(Extracted data entries)
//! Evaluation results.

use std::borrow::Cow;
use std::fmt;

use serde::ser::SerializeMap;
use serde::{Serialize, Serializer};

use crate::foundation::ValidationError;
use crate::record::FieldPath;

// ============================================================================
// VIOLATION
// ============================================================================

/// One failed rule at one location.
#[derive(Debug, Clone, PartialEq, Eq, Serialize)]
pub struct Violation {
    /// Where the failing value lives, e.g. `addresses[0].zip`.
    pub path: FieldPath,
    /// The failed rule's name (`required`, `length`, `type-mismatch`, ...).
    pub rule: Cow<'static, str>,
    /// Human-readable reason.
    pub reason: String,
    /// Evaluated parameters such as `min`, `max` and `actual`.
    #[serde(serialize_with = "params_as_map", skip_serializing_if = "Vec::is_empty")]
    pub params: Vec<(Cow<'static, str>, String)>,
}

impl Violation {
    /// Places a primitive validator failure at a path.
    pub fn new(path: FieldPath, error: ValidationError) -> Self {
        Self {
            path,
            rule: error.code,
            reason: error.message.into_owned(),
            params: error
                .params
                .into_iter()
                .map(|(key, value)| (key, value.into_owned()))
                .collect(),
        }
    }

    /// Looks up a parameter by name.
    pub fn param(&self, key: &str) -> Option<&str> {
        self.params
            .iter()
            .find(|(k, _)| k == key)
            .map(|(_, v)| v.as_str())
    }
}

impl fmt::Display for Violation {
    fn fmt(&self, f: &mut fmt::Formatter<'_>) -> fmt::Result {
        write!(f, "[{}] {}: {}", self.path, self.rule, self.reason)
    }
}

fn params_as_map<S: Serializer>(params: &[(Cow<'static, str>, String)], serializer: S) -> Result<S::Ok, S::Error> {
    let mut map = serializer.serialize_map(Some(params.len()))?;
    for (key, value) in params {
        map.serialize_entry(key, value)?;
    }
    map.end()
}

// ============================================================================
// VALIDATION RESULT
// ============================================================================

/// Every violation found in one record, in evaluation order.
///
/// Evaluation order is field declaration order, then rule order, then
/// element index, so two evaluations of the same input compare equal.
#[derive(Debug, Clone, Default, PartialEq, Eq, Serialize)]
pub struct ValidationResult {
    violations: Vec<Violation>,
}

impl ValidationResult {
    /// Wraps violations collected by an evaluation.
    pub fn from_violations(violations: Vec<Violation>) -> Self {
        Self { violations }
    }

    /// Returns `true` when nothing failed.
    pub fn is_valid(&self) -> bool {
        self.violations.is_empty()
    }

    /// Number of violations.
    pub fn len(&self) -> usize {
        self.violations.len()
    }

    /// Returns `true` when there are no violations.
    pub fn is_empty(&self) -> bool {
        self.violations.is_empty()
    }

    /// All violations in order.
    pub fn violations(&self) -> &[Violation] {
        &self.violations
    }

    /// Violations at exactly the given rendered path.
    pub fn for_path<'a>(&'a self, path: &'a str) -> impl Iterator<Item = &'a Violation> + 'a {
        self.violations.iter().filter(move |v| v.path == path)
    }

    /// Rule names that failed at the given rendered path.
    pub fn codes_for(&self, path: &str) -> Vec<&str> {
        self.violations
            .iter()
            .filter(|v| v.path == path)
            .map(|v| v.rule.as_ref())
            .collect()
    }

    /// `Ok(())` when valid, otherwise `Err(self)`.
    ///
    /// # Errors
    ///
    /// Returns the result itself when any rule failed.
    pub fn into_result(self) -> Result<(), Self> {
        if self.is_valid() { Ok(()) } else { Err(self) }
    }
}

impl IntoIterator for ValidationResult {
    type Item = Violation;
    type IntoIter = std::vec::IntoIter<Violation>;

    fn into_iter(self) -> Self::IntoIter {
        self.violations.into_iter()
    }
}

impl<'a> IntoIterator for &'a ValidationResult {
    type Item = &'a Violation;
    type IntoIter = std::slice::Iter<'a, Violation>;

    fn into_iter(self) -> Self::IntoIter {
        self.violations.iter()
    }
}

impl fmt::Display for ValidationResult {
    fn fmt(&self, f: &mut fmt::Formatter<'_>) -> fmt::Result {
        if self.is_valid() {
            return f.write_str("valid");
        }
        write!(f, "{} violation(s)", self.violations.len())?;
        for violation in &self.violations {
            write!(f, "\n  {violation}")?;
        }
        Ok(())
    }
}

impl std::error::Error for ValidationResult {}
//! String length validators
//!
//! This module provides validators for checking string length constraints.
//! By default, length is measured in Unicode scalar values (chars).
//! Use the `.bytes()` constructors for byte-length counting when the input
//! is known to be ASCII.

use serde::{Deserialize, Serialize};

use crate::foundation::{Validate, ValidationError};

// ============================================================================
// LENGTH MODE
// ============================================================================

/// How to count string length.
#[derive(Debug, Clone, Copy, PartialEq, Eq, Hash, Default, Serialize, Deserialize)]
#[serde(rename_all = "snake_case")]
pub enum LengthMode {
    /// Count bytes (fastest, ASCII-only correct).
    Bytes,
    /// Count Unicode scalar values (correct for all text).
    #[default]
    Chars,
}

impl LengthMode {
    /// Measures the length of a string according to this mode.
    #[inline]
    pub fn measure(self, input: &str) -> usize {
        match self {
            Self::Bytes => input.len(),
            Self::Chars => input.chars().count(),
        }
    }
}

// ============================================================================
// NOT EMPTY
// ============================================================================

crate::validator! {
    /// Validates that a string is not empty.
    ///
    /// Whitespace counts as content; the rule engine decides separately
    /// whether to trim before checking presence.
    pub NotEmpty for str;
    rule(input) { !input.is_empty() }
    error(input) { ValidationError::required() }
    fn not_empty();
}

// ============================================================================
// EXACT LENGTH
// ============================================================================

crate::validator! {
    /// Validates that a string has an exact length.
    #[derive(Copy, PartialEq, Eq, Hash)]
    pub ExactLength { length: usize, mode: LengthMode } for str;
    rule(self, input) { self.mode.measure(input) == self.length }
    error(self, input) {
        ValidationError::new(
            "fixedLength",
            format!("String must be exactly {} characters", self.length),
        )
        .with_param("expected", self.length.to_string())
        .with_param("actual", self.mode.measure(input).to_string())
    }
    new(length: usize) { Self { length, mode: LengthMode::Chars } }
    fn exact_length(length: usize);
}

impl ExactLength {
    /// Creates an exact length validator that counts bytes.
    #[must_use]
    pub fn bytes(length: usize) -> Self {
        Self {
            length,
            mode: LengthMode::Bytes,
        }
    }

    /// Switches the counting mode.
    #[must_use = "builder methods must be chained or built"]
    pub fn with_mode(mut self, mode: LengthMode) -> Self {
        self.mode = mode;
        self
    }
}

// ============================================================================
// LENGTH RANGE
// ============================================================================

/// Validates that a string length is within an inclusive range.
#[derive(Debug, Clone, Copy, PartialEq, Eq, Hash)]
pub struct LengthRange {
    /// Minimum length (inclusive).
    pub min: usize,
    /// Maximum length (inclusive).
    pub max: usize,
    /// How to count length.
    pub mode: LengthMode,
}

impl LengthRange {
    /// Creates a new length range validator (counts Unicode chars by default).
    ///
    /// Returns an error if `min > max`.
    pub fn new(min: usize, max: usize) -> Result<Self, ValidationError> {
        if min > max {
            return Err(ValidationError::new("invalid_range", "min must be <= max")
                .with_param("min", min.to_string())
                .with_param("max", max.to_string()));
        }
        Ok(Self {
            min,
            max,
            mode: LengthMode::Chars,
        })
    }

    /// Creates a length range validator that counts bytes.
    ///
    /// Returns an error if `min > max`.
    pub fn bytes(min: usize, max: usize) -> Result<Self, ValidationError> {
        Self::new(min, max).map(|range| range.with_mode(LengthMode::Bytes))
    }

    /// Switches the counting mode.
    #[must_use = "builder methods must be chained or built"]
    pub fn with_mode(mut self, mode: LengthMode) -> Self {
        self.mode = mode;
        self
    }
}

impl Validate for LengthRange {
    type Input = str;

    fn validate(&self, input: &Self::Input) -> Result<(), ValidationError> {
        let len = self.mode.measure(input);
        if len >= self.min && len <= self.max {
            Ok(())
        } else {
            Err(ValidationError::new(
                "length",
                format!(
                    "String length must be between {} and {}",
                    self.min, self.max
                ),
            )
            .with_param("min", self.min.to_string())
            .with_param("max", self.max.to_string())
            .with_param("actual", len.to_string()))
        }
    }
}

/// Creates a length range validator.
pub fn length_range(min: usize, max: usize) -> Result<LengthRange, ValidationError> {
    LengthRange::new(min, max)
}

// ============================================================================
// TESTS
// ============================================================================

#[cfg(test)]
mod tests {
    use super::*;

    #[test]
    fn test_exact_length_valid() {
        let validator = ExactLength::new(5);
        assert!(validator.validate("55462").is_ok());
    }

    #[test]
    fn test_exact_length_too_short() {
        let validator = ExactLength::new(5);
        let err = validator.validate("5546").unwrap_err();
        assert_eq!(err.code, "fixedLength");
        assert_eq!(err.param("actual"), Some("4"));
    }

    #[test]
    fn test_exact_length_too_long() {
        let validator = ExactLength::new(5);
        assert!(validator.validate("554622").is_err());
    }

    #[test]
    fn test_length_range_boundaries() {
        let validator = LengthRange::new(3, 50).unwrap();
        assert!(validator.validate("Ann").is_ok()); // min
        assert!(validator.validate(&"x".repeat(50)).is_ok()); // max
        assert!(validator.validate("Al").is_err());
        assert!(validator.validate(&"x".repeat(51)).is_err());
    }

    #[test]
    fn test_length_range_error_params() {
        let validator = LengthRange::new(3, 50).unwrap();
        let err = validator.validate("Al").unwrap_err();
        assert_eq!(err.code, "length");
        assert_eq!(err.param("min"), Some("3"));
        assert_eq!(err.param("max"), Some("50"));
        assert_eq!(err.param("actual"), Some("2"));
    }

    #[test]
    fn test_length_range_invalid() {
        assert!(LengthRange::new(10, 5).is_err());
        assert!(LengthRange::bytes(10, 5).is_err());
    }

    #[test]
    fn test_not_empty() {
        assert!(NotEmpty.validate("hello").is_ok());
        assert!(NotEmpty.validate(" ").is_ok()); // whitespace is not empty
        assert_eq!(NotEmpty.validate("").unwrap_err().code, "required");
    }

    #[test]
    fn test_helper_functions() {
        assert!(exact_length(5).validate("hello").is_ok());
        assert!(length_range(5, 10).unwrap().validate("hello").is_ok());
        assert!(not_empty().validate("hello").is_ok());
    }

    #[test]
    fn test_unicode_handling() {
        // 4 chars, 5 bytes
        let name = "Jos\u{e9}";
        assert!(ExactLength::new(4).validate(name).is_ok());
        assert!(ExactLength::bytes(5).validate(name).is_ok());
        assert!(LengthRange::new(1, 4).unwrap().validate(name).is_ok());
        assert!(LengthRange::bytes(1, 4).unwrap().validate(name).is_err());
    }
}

(What to work on):
Return, word for word, the lines of the data above from the line with "Default, Serialize, Deserialize)]" through the line with "to this mode.", inclusive.

(Answer):
#[derive(Debug, Clone, Copy, PartialEq, Eq, Hash, Default, Serialize, Deserialize)]
#[serde(rename_all = "snake_case")]
pub enum LengthMode {
    /// Count bytes (fastest, ASCII-only correct).
    Bytes,
    /// Count Unicode scalar values (correct for all text).
    #[default]
    Chars,
}

impl LengthMode {
    /// Measures the length of a string according to this mode.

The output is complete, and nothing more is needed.